- IATA: LSW; ICAO: WITM;

Summary
- Airport type: Public
- Owner: Government of Lhokseumawe
- Operator: Ministry of Transportation
- Serves: Lhokseumawe
- Location: North Aceh Regency, Aceh, Indonesia
- Opened: 1985; 41 years ago
- Time zone: WIB (UTC+07:00)
- Elevation AMSL: 27 m / 90 ft
- Coordinates: 5°13′36″N 96°57′1″E﻿ / ﻿5.22667°N 96.95028°E

Map
- LSW/WITM Location in AcehLSW/WITM Location in Northern SumatraLSW/WITM Location in SumatraLSW/WITM Location in Indonesia

Runways
| Direction | Length |  | Surface |
| ft | m |
| 06/24 | 6,069 | 1,850 | Paved |
- Source: DAFIF

= Malikus Saleh Airport =

Airport in Lhokseumawe, Sumatra, Indonesia

Malikus Saleh Airport is an airport located in Pinto Makmur, Muara Batu, North Aceh Regency, Aceh province. The airport operated by Pertamina, and later by Government of North Aceh Regency.

== History ==
The airport was built by PT Arun NGL, a natural gas exploration subsidiary of the Indonesian state-owned conglomerate Pertamina, to facilitate the air transport between Lhokseumawe and its vicinity to the regional centre of Medan. The airport was once served by Jatayu Air due to the low passenger traffic between Banda Aceh and Medan. This was due to the ongoing conflict between the Indonesian National Armed Forces (TNI) and the Free Aceh Movement (GAM), which threatened land transportation routes in Aceh.

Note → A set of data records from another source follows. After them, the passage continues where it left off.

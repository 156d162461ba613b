//! Models - typed documents kept in a schema-flexible document store.
//!
//! Every persisted record (products, orders, users, access tokens) is a
//! `Model`: a serde-serializable struct that knows its collection name and
//! its own identifier. Stores address documents by `"COLLECTION:id"`.
//!
//! ## Example
//!
//! ```ignore
//! use storefront::model::{InMemoryModelStore, Model, ModelsExt, WriteBatch};
//!
//! let store = InMemoryModelStore::new();
//! store.models::<Product>().insert(&product)?;
//! let loaded = store.models::<Product>().get(&product.id)?;
//!
//! // Several writes applied all-or-nothing
//! let batch = WriteBatch::new()
//!     .update(&product, loaded.version)?
//!     .insert(&order)?;
//! store.commit(batch)?;
//! ```

mod batch;
mod in_memory;
mod model_repository;
mod store;

use serde::{de::DeserializeOwned, Serialize};
use std::fmt;

/// Trait for types that can be stored as documents.
pub trait Model: Serialize + DeserializeOwned + Clone + Send + Sync {
    /// The collection name for this model type (e.g. "products", "orders").
    const COLLECTION: &'static str;

    /// Returns the unique identifier for this model instance.
    fn id(&self) -> &str;
}

/// A versioned wrapper around model data for optimistic concurrency control.
#[derive(Debug, Clone)]
pub struct Versioned<T> {
    pub data: T,
    pub version: u64,
}

/// Error type for model store operations.
#[derive(Debug, Clone, PartialEq, Eq)]
pub enum ModelError {
    /// Optimistic concurrency conflict (or insert over an existing document).
    ConcurrencyConflict {
        collection: String,
        id: String,
        expected: u64,
        actual: u64,
    },
    /// Serialization/deserialization error.
    Serde(String),
    /// Storage-level error.
    Storage(String),
    /// Model not found.
    NotFound { collection: String, id: String },
}

impl fmt::Display for ModelError {
    fn fmt(&self, f: &mut fmt::Formatter<'_>) -> fmt::Result {
        match self {
            ModelError::ConcurrencyConflict {
                collection,
                id,
                expected,
                actual,
            } => write!(
                f,
                "concurrency conflict on {}:{} (expected version {}, actual {})",
                collection, id, expected, actual
            ),
            ModelError::Serde(msg) => write!(f, "model serialization error: {}", msg),
            ModelError::Storage(msg) => write!(f, "model storage error: {}", msg),
            ModelError::NotFound { collection, id } => {
                write!(f, "model not found: {}:{}", collection, id)
            }
        }
    }
}

impl std::error::Error for ModelError {}

impl From<serde_json::Error> for ModelError {
    fn from(err: serde_json::Error) -> Self {
        ModelError::Serde(err.to_string())
    }
}

/// Storage key for a document: `"COLLECTION:id"`.
pub(crate) fn document_key(collection: &str, id: &str) -> String {
    format!("{}:{}", collection, id)
}

pub use batch::{BatchWrite, WriteBatch, WriteKind};
pub use in_memory::InMemoryModelStore;
pub use model_repository::{ModelRepository, ModelsExt};
pub use store::ModelStore;
use chrono::{DateTime, Utc};
use serde::{Deserialize, Serialize};

use crate::model::Model;

/// A registered account.
#[derive(Debug, Clone, Serialize, Deserialize)]
pub struct User {
    pub id: String,
    pub username: String,
    pub password_hash: String,
}

impl Model for User {
    const COLLECTION: &'static str = "users";

    fn id(&self) -> &str {
        &self.id
    }
}

/// An issued bearer token. The document id is the token itself.
#[derive(Debug, Clone, Serialize, Deserialize)]
pub struct AccessToken {
    pub token: String,
    pub user_id: String,
    pub expires_at: DateTime<Utc>,
}

impl AccessToken {
    pub fn is_expired(&self, now: DateTime<Utc>) -> bool {
        now >= self.expires_at
    }
}

impl Model for AccessToken {
    const COLLECTION: &'static str = "access_tokens";

    fn id(&self) -> &str {
        &self.token
    }
}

PT Arun initially used Pelita Air Service (another Pertamina subsidiary)-owned aircraft for daily flights on the Lhokseumawe-Medan route. After several years, flight operations were taken over by the Beechcraft 1900D airliner owned by Travira Air. Prior to PT Arun's closure in 2015, operations and ownership of the airport were transferred to the Lhokseumawe City Government.

Currently, Wings Air is the only airline that serves the Malikus Saleh Airport on the Lhokseumawe-Medan route thrice weekly.

==Airlines and destinations==

| Airlines | Destinations |
|---|---|
| Wings Air | Medan |

== Incidents ==
21 July 2005: A CN-235 aircraft belonging to the Indonesian Air Force (TNI-AU) experienced a disaster while landing at Malikus Saleh Airport. The aircraft was on a flight from Banda Aceh to Lhokseumawe. However, 75 meters before landing, the aircraft's engine failed, causing it to crash and skid for 200 meters. As a result, three TNI members died after the accident. The CN-235 aircraft was carrying 23 passengers, consisting of six army officers, eight air force personnel, and six navy personnel. The rest were civilians.